Exercise aim: In the records below, find each line with "silent" and copy it.

(Collected data)
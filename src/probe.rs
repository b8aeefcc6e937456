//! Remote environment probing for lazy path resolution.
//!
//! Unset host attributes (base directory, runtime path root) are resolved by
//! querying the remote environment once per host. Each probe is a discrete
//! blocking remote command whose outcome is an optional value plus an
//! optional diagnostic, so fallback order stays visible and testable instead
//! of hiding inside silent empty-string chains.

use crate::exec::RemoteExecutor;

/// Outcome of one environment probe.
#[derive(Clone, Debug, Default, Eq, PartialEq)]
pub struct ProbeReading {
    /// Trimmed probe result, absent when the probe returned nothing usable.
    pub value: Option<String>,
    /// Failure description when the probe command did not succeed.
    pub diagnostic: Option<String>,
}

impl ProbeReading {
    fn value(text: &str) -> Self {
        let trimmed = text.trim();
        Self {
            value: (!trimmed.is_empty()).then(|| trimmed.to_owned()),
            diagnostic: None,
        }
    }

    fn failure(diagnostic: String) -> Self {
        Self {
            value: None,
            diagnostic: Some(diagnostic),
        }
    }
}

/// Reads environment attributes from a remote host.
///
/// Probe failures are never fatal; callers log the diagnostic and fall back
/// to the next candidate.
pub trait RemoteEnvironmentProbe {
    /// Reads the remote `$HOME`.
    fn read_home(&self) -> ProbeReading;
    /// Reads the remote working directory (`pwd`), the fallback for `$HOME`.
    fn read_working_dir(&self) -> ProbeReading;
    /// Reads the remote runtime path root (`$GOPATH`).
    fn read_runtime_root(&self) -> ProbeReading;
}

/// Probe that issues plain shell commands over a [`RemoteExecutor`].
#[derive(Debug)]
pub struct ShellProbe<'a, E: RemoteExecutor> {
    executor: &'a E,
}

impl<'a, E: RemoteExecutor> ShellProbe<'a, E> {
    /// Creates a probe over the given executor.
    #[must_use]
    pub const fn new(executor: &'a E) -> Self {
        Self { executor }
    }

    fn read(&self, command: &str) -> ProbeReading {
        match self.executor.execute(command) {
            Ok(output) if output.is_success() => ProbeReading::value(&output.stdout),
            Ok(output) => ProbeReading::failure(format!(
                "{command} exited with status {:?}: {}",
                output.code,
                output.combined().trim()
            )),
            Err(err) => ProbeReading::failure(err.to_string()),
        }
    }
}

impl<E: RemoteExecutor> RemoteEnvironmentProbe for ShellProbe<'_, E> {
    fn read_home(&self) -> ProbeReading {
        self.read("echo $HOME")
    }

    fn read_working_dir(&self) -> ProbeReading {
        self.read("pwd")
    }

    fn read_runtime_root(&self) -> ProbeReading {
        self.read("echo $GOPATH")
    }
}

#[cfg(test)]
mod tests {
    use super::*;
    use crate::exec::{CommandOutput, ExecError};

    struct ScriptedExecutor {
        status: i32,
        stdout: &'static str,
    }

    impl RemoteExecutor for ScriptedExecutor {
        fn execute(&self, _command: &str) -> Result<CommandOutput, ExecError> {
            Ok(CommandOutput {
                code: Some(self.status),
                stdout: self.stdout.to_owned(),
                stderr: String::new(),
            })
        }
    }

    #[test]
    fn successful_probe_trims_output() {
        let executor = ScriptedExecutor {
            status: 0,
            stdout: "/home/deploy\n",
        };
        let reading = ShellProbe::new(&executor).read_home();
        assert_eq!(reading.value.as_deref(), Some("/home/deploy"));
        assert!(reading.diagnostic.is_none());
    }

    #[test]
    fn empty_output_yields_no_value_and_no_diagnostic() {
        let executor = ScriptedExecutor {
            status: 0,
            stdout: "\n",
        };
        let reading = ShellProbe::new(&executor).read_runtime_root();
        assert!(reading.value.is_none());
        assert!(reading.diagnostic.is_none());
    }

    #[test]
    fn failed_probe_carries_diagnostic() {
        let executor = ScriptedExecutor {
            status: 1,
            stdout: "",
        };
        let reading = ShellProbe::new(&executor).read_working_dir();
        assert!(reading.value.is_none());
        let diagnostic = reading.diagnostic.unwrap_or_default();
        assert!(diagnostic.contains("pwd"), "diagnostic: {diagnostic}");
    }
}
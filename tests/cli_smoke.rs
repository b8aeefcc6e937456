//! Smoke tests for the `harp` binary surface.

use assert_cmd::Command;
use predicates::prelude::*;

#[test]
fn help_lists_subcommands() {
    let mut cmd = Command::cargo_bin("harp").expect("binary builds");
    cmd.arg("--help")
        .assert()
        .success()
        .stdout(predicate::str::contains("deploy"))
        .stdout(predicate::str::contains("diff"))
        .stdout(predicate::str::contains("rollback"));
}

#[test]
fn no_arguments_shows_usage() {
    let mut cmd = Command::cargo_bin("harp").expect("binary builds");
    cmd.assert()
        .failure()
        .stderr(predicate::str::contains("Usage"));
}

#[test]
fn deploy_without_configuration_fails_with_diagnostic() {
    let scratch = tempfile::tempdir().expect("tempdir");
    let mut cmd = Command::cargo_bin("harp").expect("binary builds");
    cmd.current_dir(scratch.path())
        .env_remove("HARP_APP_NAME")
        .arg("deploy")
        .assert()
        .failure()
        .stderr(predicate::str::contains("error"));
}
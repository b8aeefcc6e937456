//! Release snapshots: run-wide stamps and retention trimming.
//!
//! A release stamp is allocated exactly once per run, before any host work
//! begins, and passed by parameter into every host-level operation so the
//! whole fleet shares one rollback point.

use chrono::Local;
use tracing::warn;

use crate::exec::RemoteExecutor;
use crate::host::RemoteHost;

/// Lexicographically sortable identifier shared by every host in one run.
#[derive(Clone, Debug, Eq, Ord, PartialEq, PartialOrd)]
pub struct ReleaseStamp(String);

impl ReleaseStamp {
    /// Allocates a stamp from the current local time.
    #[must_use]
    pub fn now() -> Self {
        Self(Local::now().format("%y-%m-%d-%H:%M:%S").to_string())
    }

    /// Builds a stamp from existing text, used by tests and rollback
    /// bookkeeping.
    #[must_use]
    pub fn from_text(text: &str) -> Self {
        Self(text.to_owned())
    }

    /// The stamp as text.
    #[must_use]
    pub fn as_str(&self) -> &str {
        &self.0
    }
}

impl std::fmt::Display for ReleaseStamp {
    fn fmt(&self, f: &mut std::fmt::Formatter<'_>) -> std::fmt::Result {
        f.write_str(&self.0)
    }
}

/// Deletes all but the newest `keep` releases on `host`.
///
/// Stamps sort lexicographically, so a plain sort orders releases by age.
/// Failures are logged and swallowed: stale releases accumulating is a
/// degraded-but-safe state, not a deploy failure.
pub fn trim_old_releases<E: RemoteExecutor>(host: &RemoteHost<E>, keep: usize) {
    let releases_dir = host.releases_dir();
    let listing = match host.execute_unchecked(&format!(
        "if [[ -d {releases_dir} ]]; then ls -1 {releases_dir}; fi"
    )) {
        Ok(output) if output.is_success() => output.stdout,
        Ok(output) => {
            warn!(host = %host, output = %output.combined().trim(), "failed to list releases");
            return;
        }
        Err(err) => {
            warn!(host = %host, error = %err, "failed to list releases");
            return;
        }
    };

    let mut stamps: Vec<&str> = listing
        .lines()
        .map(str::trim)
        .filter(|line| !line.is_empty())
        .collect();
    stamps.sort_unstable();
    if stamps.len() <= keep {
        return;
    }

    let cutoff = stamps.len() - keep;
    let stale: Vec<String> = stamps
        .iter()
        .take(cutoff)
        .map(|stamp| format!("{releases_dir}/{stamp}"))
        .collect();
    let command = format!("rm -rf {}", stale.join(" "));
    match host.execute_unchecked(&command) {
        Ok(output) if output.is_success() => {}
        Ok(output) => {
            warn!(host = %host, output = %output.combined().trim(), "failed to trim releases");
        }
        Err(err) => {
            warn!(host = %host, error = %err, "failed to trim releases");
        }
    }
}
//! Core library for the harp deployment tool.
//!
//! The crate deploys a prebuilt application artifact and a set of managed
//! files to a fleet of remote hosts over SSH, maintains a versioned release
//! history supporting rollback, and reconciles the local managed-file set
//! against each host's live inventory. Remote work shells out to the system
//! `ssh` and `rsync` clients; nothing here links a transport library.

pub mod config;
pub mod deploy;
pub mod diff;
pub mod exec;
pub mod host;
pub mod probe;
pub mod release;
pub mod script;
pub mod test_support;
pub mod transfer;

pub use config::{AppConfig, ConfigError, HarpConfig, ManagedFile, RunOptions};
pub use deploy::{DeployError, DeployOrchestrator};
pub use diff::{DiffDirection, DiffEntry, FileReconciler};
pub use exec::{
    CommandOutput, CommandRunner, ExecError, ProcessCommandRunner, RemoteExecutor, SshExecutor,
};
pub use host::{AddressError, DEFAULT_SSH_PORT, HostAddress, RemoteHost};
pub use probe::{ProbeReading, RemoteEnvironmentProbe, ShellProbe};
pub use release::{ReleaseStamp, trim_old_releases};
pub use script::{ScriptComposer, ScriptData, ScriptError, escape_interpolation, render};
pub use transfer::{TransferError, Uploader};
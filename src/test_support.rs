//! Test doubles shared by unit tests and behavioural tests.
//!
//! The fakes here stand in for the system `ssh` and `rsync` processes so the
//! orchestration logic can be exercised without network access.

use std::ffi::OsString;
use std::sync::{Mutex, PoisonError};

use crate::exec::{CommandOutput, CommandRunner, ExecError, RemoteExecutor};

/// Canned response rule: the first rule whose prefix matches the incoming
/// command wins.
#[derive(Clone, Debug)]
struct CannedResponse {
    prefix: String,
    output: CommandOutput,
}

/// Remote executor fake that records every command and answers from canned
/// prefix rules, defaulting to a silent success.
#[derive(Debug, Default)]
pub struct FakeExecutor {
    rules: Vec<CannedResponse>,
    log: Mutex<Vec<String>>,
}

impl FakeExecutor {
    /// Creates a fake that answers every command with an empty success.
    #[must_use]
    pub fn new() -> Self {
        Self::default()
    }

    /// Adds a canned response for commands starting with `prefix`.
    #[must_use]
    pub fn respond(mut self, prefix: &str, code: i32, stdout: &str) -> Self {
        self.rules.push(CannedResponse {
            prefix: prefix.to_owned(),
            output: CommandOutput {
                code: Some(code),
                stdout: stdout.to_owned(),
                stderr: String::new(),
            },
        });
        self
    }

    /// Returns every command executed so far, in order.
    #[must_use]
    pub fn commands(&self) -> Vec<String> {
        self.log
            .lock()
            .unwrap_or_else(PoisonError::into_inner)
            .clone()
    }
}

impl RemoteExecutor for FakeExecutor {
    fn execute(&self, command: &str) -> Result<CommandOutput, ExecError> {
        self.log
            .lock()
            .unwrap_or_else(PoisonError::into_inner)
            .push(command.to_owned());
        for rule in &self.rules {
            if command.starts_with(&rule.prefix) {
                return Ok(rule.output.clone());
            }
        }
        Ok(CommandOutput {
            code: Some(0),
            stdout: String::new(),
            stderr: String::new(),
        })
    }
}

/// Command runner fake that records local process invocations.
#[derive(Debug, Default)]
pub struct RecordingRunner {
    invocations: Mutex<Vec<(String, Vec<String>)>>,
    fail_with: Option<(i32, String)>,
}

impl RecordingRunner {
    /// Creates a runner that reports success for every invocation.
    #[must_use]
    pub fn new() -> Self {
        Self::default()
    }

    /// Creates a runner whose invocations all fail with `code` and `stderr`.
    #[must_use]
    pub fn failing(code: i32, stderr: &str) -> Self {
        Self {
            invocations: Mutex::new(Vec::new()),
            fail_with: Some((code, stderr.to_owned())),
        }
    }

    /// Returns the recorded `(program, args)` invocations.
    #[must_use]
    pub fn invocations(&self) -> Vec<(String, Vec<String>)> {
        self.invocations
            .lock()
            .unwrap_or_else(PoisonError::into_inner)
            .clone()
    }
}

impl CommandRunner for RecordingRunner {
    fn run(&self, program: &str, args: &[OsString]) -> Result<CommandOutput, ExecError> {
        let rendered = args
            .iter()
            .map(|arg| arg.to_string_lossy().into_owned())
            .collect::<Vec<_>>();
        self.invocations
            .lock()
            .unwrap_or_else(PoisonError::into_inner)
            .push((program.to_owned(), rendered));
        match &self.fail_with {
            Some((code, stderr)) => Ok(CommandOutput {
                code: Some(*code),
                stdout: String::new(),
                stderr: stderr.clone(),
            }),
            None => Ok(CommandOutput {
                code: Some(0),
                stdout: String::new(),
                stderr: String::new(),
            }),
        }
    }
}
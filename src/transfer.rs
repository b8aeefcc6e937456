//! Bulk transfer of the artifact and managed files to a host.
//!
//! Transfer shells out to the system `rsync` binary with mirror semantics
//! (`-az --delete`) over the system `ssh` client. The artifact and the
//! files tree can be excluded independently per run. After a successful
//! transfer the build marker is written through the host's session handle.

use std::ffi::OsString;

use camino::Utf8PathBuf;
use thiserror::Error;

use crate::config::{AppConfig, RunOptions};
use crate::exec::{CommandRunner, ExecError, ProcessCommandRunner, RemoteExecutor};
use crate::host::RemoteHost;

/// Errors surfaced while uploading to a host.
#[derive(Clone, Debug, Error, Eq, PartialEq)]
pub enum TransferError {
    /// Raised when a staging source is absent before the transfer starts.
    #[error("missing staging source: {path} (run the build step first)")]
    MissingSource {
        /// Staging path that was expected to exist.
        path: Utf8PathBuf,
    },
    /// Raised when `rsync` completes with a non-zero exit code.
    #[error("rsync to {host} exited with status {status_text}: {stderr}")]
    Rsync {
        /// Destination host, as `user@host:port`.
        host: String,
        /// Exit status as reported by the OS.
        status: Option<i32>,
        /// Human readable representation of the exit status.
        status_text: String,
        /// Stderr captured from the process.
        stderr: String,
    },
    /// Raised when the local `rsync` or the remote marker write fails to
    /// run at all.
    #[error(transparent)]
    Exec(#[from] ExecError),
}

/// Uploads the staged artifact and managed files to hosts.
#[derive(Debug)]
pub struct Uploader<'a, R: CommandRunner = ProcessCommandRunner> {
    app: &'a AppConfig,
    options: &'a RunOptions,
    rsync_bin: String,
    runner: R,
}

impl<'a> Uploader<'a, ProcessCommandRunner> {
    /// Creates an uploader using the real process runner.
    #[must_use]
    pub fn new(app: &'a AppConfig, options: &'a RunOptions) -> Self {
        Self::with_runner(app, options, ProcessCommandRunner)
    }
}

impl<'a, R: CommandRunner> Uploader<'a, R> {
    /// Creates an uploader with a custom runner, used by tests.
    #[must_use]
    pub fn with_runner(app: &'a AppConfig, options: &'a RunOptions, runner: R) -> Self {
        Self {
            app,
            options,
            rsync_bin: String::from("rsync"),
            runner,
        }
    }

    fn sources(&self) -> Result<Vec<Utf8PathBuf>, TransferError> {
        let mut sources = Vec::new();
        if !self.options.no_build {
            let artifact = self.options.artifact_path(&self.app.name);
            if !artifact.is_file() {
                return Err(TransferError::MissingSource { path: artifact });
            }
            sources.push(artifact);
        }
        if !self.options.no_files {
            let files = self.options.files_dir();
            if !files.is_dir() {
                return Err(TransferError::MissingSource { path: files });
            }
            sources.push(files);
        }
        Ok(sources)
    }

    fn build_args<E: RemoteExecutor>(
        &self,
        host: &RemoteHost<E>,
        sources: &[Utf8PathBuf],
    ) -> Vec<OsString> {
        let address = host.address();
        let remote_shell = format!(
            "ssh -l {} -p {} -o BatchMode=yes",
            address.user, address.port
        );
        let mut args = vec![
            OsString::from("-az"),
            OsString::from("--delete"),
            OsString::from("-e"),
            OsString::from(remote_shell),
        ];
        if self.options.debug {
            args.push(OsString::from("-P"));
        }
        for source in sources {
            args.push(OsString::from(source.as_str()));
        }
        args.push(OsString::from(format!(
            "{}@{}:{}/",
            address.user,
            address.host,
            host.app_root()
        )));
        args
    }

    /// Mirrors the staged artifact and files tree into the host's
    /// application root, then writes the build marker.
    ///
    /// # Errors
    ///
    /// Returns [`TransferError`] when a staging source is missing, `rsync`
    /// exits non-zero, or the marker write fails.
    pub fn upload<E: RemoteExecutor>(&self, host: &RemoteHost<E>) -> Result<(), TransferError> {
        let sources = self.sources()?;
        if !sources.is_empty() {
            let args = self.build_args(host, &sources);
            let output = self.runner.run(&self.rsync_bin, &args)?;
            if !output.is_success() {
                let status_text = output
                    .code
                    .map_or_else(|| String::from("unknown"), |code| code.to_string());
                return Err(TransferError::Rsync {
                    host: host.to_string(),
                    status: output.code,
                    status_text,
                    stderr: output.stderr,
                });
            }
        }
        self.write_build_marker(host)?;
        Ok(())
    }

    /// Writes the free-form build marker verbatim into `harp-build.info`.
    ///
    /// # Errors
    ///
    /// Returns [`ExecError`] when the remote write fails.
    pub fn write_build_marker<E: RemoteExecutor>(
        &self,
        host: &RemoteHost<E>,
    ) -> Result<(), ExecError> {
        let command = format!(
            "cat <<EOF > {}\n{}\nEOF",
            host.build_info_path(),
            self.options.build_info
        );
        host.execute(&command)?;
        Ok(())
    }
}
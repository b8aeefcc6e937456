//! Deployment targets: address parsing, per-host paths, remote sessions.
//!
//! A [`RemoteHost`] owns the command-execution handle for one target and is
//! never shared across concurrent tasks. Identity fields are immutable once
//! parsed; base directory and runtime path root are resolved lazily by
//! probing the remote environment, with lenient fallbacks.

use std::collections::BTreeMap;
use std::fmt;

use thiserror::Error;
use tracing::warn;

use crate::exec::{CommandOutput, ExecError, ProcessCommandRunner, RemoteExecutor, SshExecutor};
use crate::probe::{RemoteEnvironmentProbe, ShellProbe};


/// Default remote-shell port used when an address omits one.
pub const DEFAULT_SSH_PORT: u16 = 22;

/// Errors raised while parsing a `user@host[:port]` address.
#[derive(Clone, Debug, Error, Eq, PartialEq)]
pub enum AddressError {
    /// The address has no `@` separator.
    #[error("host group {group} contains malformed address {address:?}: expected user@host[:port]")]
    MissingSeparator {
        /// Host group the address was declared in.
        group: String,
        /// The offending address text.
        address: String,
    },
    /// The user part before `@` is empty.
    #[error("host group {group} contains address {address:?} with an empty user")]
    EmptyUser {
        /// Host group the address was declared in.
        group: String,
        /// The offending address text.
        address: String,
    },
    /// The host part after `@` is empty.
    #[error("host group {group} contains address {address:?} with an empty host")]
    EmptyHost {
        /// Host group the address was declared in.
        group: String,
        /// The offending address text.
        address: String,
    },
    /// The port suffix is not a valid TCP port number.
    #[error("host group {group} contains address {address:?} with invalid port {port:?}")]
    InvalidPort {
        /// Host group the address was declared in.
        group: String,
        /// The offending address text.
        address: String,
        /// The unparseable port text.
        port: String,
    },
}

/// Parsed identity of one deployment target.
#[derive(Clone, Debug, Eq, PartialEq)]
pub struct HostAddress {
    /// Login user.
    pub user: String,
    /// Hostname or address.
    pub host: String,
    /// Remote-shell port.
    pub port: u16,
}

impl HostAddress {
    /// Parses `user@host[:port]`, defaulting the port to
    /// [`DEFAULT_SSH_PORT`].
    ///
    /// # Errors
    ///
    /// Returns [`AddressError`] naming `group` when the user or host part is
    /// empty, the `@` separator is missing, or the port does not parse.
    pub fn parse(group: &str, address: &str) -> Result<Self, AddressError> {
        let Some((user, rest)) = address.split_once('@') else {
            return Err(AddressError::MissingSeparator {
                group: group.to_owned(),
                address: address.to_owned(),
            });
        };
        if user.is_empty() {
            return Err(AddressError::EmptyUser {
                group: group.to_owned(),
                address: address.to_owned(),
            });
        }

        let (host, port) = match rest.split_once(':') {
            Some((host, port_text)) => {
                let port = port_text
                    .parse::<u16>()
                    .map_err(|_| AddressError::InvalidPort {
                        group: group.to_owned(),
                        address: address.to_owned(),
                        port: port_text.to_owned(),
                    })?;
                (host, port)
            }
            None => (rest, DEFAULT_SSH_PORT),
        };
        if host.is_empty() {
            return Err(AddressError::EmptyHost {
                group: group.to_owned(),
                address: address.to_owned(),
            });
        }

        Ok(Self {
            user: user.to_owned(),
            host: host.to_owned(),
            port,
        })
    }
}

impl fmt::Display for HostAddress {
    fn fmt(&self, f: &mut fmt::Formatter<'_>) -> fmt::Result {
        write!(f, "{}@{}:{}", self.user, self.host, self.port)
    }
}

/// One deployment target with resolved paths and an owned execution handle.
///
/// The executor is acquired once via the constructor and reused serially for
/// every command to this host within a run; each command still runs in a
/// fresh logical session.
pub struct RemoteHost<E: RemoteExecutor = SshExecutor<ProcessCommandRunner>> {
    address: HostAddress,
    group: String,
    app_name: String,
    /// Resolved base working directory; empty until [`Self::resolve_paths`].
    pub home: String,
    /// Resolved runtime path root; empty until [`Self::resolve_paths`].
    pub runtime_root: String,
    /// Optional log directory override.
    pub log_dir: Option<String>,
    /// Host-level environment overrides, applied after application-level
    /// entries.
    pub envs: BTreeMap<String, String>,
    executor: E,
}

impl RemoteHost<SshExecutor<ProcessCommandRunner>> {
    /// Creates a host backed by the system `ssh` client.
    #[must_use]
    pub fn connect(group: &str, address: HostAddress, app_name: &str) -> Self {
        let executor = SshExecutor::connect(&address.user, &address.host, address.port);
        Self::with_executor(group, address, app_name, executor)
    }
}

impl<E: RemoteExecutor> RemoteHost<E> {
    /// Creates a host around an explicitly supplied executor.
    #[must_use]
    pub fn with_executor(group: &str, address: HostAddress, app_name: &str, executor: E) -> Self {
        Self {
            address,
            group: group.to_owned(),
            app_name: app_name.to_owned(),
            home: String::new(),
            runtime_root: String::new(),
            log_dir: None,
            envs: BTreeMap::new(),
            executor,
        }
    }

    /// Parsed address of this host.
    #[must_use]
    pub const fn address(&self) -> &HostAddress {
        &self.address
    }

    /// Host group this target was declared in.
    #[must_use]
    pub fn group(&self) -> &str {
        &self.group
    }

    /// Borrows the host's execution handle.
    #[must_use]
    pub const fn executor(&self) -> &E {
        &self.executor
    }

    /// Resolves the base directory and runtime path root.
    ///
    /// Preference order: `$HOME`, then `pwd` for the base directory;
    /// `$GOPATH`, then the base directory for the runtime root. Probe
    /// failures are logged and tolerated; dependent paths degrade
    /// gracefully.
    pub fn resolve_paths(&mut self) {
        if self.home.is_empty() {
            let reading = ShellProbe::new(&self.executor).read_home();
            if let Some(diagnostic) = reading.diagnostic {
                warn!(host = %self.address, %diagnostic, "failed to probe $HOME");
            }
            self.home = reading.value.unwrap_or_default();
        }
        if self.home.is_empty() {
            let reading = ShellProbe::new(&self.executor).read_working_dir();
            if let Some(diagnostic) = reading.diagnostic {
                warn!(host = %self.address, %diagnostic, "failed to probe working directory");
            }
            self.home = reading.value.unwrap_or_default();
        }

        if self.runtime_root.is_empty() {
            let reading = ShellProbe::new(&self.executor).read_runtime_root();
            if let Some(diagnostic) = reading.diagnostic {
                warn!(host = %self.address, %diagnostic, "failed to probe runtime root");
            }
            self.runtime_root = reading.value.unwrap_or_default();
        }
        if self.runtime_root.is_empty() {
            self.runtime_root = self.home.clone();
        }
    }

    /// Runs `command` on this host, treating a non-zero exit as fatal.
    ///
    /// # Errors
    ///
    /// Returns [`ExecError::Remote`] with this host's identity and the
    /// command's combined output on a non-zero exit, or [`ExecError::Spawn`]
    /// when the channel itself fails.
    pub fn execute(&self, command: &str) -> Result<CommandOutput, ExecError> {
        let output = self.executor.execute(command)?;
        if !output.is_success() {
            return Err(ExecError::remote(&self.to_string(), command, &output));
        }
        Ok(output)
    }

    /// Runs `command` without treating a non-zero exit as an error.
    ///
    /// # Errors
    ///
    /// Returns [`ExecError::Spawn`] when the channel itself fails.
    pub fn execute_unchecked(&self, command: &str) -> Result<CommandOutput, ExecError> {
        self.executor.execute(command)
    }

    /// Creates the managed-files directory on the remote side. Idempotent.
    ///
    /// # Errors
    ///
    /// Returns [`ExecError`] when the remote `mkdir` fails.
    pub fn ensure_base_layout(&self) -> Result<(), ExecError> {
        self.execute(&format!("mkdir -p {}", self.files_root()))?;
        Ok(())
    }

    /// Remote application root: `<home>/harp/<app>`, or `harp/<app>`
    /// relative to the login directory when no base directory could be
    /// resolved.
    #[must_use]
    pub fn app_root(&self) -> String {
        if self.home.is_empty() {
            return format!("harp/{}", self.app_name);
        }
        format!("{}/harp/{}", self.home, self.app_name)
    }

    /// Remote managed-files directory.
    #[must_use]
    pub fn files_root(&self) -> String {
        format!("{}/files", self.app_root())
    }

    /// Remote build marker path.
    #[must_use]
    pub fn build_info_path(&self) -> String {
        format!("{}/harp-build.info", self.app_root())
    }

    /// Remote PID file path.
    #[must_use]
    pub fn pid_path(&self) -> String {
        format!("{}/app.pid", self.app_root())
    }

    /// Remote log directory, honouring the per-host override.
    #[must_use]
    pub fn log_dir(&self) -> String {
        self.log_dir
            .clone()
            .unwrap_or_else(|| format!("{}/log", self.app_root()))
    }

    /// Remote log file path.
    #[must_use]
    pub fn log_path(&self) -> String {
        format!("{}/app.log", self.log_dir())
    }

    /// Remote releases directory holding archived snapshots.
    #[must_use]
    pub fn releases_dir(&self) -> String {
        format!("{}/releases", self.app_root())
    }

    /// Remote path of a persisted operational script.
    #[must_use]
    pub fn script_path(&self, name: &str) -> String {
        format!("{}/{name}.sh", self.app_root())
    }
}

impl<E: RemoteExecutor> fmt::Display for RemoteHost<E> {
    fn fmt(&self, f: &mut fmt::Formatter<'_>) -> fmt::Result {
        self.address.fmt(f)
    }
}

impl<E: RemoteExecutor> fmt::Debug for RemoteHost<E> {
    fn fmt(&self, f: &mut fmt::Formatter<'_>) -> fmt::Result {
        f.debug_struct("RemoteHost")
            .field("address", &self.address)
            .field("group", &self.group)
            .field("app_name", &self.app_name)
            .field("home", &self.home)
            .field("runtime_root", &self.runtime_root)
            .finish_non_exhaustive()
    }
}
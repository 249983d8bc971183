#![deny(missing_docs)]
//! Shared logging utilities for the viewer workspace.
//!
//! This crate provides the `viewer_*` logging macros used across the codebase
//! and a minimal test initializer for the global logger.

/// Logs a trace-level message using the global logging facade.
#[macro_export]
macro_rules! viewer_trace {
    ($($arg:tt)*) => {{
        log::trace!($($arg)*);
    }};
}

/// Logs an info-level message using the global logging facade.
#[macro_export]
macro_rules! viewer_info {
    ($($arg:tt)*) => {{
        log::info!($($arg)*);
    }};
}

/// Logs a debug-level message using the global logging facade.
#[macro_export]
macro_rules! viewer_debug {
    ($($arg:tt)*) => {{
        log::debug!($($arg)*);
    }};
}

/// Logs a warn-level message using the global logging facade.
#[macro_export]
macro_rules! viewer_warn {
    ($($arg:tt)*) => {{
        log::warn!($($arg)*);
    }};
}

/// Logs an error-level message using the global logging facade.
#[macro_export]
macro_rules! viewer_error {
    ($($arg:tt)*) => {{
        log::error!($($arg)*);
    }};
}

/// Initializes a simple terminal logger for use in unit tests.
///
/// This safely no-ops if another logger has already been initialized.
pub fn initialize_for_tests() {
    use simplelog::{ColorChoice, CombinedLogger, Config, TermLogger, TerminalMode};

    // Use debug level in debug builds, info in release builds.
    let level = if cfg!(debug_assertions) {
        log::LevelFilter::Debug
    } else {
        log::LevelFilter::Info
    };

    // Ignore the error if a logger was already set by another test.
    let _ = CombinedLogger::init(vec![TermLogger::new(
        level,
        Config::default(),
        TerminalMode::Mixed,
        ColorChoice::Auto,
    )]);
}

Answer space:
//! of hiding inside silent empty-string chains.
/// prefix rules, defaulting to a silent success.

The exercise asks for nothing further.